Pathologic childhood aerophagia: A recognizable clinical entity

Abstract

Pathologic childhood aerophagia is a rarely recognized, often poorly treated entity that has remained almost undescribed in either the surgical or pediatric literature. In only 1 of 9 children the condition was recognized at presentation. The initial diagnosis of the others was Hirschsprung's disease (2), malabsorption syndrome (3), gastric outlet syndrome (1), constipation (1), and esophagitis (1). Five were hospitalized and two underwent surgical procedures. History disclosed a remarkably constant triad: previous normal stooling pattern, visible and often audible air swallowing and excessive flatus. Physical examination often demonstrated a markedly or intermittently distended and tympanitic abdomen. Abdominal musculature was thinned in children with chronic aerophagia. Roentgenographic evaluation showed massively distended loops of intestine throughout without associated air-fluid levels.

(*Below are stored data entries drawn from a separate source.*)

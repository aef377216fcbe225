// This file is part of shoal, an interactive POSIX-style shell.
// Copyright (C) 2026 the shoal developers
//
// This program is free software: you can redistribute it and/or modify
// it under the terms of the GNU General Public License as published by
// the Free Software Foundation, either version 3 of the License, or
// (at your option) any later version.
//
// This program is distributed in the hope that it will be useful,
// but WITHOUT ANY WARRANTY; without even the implied warranty of
// MERCHANTABILITY or FITNESS FOR A PARTICULAR PURPOSE.  See the
// GNU General Public License for more details.
//
// You should have received a copy of the GNU General Public License
// along with this program.  If not, see <https://www.gnu.org/licenses/>.

//! Job ID parsing
//!
//! A job ID names a job in a [`JobSet`]:
//!
//! - `%`, `%%`, and `%+` are the current job.
//! - `%-` is the previous job.
//! - `%n` is the job with job number `n` (slab index `n - 1`).
//! - `%name` is the unique job whose command starts with `name`.
//! - `%?text` is the unique job whose command contains `text`.

use super::JobSet;
use std::fmt::{Display, Formatter};
use std::num::NonZeroUsize;
use thiserror::Error;

/// Parsed form of a job ID
#[derive(Clone, Copy, Debug, Eq, PartialEq)]
pub enum JobId<'a> {
    /// `%`, `%%`, or `%+`
    CurrentJob,
    /// `%-`
    PreviousJob,
    /// `%n`
    JobNumber(NonZeroUsize),
    /// `%name`
    NamePrefix(&'a str),
    /// `%?text`
    NameSubstring(&'a str),
}

impl Default for JobId<'_> {
    fn default() -> Self {
        JobId::CurrentJob
    }
}

impl Display for JobId<'_> {
    fn fmt(&self, f: &mut Formatter<'_>) -> std::fmt::Result {
        match *self {
            JobId::CurrentJob => "%+".fmt(f),
            JobId::PreviousJob => "%-".fmt(f),
            JobId::JobNumber(number) => write!(f, "%{number}"),
            JobId::NamePrefix(prefix) => write!(f, "%{prefix}"),
            JobId::NameSubstring(text) => write!(f, "%?{text}"),
        }
    }
}

/// Error parsing a job ID string
#[derive(Clone, Copy, Debug, Eq, Error, Hash, PartialEq)]
#[error("a job ID must start with `%`")]
pub struct ParseError;

/// Parses a job ID, which must start with `%`.
pub fn parse(job_id: &str) -> Result<JobId<'_>, ParseError> {
    let tail = job_id.strip_prefix('%').ok_or(ParseError)?;
    Ok(parse_tail(tail))
}

/// Parses a job ID without the leading `%`.
#[must_use]
pub fn parse_tail(tail: &str) -> JobId<'_> {
    match tail {
        "" | "%" | "+" => JobId::CurrentJob,
        "-" => JobId::PreviousJob,
        _ => match tail.strip_prefix('?') {
            Some(text) => JobId::NameSubstring(text),
            None => match tail.parse::<NonZeroUsize>() {
                Ok(number) => JobId::JobNumber(number),
                Err(_) => JobId::NamePrefix(tail),
            },
        },
    }
}

/// Error finding the job a job ID denotes
#[derive(Clone, Copy, Debug, Eq, Error, Hash, PartialEq)]
pub enum FindError {
    /// No job matches the ID.
    #[error("no such job")]
    NotFound,
    /// More than one job matches the ID.
    #[error("the job ID is ambiguous")]
    Ambiguous,
}

impl JobId<'_> {
    /// Finds the index of the job this ID denotes in the given set.
    pub fn find(&self, jobs: &JobSet) -> Result<usize, FindError> {
        match *self {
            JobId::CurrentJob => jobs.current_job().ok_or(FindError::NotFound),
            JobId::PreviousJob => jobs.previous_job().ok_or(FindError::NotFound),
            JobId::JobNumber(number) => {
                let index = number.get() - 1;
                if jobs.get(index).is_some() {
                    Ok(index)
                } else {
                    Err(FindError::NotFound)
                }
            }
            JobId::NamePrefix(prefix) => {
                find_unique(jobs, |name| name.starts_with(prefix))
            }
            JobId::NameSubstring(text) => find_unique(jobs, |name| name.contains(text)),
        }
    }
}

fn find_unique<F: Fn(&str) -> bool>(jobs: &JobSet, matches: F) -> Result<usize, FindError> {
    let mut found = None;
    for (index, job) in jobs.iter() {
        if matches(&job.name) {
            if found.is_some() {
                return Err(FindError::Ambiguous);
            }
            found = Some(index);
        }
    }
    found.ok_or(FindError::NotFound)
}

#[cfg(test)]
mod tests {
    use super::super::{Job, Pid};
    use super::*;

    #[test]
    fn parsing() {
        assert_eq!(parse_tail(""), JobId::CurrentJob);
        assert_eq!(parse_tail("+"), JobId::CurrentJob);
        assert_eq!(parse_tail("%"), JobId::CurrentJob);
        assert_eq!(parse_tail("-"), JobId::PreviousJob);
        assert_eq!(
            parse_tail("3"),
            JobId::JobNumber(NonZeroUsize::new(3).unwrap())
        );
        assert_eq!(parse_tail("vi"), JobId::NamePrefix("vi"));
        assert_eq!(parse_tail("?ed"), JobId::NameSubstring("ed"));
        assert_eq!(parse("%1").unwrap(), parse_tail("1"));
        assert_eq!(parse("1"), Err(ParseError));
    }

    fn set_with(names: &[&str]) -> JobSet {
        let mut set = JobSet::new();
        for (i, name) in names.iter().enumerate() {
            set.add(Job::new(Pid::from_raw(100 + i as i32), *name));
        }
        set
    }

    #[test]
    fn finding_by_number() {
        let set = set_with(&["sleep 30", "vi file"]);
        assert_eq!(parse("%1").unwrap().find(&set), Ok(0));
        assert_eq!(parse("%2").unwrap().find(&set), Ok(1));
        assert_eq!(parse("%3").unwrap().find(&set), Err(FindError::NotFound));
    }

    #[test]
    fn finding_by_name() {
        let set = set_with(&["sleep 30", "vi file"]);
        assert_eq!(parse("%vi").unwrap().find(&set), Ok(1));
        assert_eq!(parse("%?30").unwrap().find(&set), Ok(0));
        assert_eq!(parse("%x").unwrap().find(&set), Err(FindError::NotFound));
    }

    #[test]
    fn ambiguous_name() {
        let set = set_with(&["sleep 30", "sleep 60"]);
        assert_eq!(
            parse("%sleep").unwrap().find(&set),
            Err(FindError::Ambiguous)
        );
        assert_eq!(parse("%?60").unwrap().find(&set), Ok(1));
    }

    #[test]
    fn current_and_previous() {
        let set = set_with(&["one", "two"]);
        assert_eq!(parse("%+").unwrap().find(&set), Ok(1));
        assert_eq!(parse("%%").unwrap().find(&set), Ok(1));
        assert_eq!(parse("%-").unwrap().find(&set), Ok(0));
    }
}
// This file is part of shoal, an interactive POSIX-style shell.
// Copyright (C) 2026 the shoal developers
//
// This program is free software: you can redistribute it and/or modify
// it under the terms of the GNU General Public License as published by
// the Free Software Foundation, either version 3 of the License, or
// (at your option) any later version.
//
// This program is distributed in the hope that it will be useful,
// but WITHOUT ANY WARRANTY; without even the implied warranty of
// MERCHANTABILITY or FITNESS FOR A PARTICULAR PURPOSE.  See the
// GNU General Public License for more details.
//
// You should have received a copy of the GNU General Public License
// along with this program.  If not, see <https://www.gnu.org/licenses/>.

//! Quoting of strings so they can be fed back to the shell as a single word.
//!
//! [`quoted`] returns a form of its argument that, when read by the shell
//! again, expands to a single field equal to the original string. The
//! lightest sufficient quoting style is chosen:
//!
//! 1. A non-empty string made only of harmless characters is returned as is.
//! 2. A string without single quotes is wrapped in single quotes.
//! 3. Anything else is wrapped in double quotes with `"`, `` ` ``, `$`, and
//!    `\` backslash-escaped.
//!
//! The result is used when the shell prints values meant to be reusable as
//! input: `trap` output, `set` output, job names, and xtrace lines.

use std::borrow::Cow;

/// Quoting style sufficient for a given string
#[derive(Clone, Copy, Debug, Eq, PartialEq)]
enum Style {
    Bare,
    Single,
    Double,
}

/// Characters that force quoting wherever they occur.
fn is_meta(c: char) -> bool {
    matches!(
        c,
        '|' | '&' | ';' | '(' | ')' | '<' | '>' | '$' | '`' | '\\' | '"' | '\'' | '*' | '?' | '='
    ) || c.is_whitespace()
}

fn style_for(s: &str) -> Style {
    if s.is_empty() {
        return Style::Single;
    }
    let mut style = Style::Bare;
    match s.chars().next() {
        Some('#') | Some('~') => style = Style::Single,
        _ => {}
    }
    // An unquoted `{...}` or `[...]` could be brace expansion or a bracket
    // expression, so a closer following its opener forces quoting.
    if let Some(open) = s.find('{') {
        if s[open + 1..].contains('}') {
            style = Style::Single;
        }
    }
    if let Some(open) = s.find('[') {
        if s[open + 1..].contains(']') {
            style = Style::Single;
        }
    }
    for c in s.chars() {
        if c == '\'' {
            return Style::Double;
        }
        if is_meta(c) {
            style = Style::Single;
        }
    }
    style
}

/// Quotes the argument for reinput to the shell.
///
/// Returns `Cow::Borrowed` when no quoting is needed.
///
/// ```
/// # use std::borrow::Cow;
/// # use shoal_quote::quoted;
/// assert_eq!(quoted("word"), Cow::Borrowed("word"));
/// assert_eq!(quoted("two words"), "'two words'");
/// assert_eq!(quoted("it's"), r#""it's""#);
/// ```
pub fn quoted(s: &str) -> Cow<'_, str> {
    match style_for(s) {
        Style::Bare => Cow::Borrowed(s),
        Style::Single => Cow::Owned(format!("'{s}'")),
        Style::Double => {
            let mut out = String::with_capacity(s.len() + 2);
            out.push('"');
            for c in s.chars() {
                if matches!(c, '"' | '`' | '$' | '\\') {
                    out.push('\\');
                }
                out.push(c);
            }
            out.push('"');
            Cow::Owned(out)
        }
    }
}

#[cfg(test)]
mod tests {
    use super::*;

    #[test]
    fn bare_strings_pass_through() {
        for s in ["word", "/usr/bin/env", "a,b,c", "x{", "}x", "[x", "x]", "%1"] {
            assert_eq!(quoted(s), Cow::Borrowed(s));
        }
    }

    #[test]
    fn empty_string_is_single_quoted() {
        assert_eq!(quoted(""), "''");
    }

    #[test]
    fn metacharacters_get_single_quotes() {
        assert_eq!(quoted("a b"), "'a b'");
        assert_eq!(quoted("echo $x"), "'echo $x'");
        assert_eq!(quoted("a|b"), "'a|b'");
        assert_eq!(quoted("*.rs"), "'*.rs'");
        assert_eq!(quoted("~user"), "'~user'");
        assert_eq!(quoted("#comment"), "'#comment'");
        assert_eq!(quoted("{a}"), "'{a}'");
        assert_eq!(quoted("[a]"), "'[a]'");
    }

    #[test]
    fn single_quotes_force_double_quoting() {
        assert_eq!(quoted("don't"), r#""don't""#);
        assert_eq!(quoted("'$HOME'"), r#""'\$HOME'""#);
        assert_eq!(quoted(r"'\'"), r#""'\\'""#);
    }
}
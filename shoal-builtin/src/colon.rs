// This file is part of shoal, an interactive POSIX-style shell.
// Copyright (C) 2026 the shoal developers
//
// This program is free software: you can redistribute it and/or modify
// it under the terms of the GNU General Public License as published by
// the Free Software Foundation, either version 3 of the License, or
// (at your option) any later version.
//
// This program is distributed in the hope that it will be useful,
// but WITHOUT ANY WARRANTY; without even the implied warranty of
// MERCHANTABILITY or FITNESS FOR A PARTICULAR PURPOSE.  See the
// GNU General Public License for more details.
//
// You should have received a copy of the GNU General Public License
// along with this program.  If not, see <https://www.gnu.org/licenses/>.

//! The `:` built-in, which does nothing, successfully

use shoal_env::builtin::Result;
use shoal_env::semantics::{ExitStatus, Field};
use shoal_env::Env;

pub fn main(_env: &mut Env, _args: Vec<Field>) -> Result {
    Result::new(ExitStatus::SUCCESS)
}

There was marked compression of the diaphragm with limited excursion in some. Laboratory and malabsorption testing was normal. Treatment is limited to recognition of the problem, nasogastric decompression in severe cases and psychologic counseling when symptoms persist in the older child. The recognition of this condition may lead to a better understanding of its pathophysiology and will reduce the number of unnecessary admissions or surgical procedures.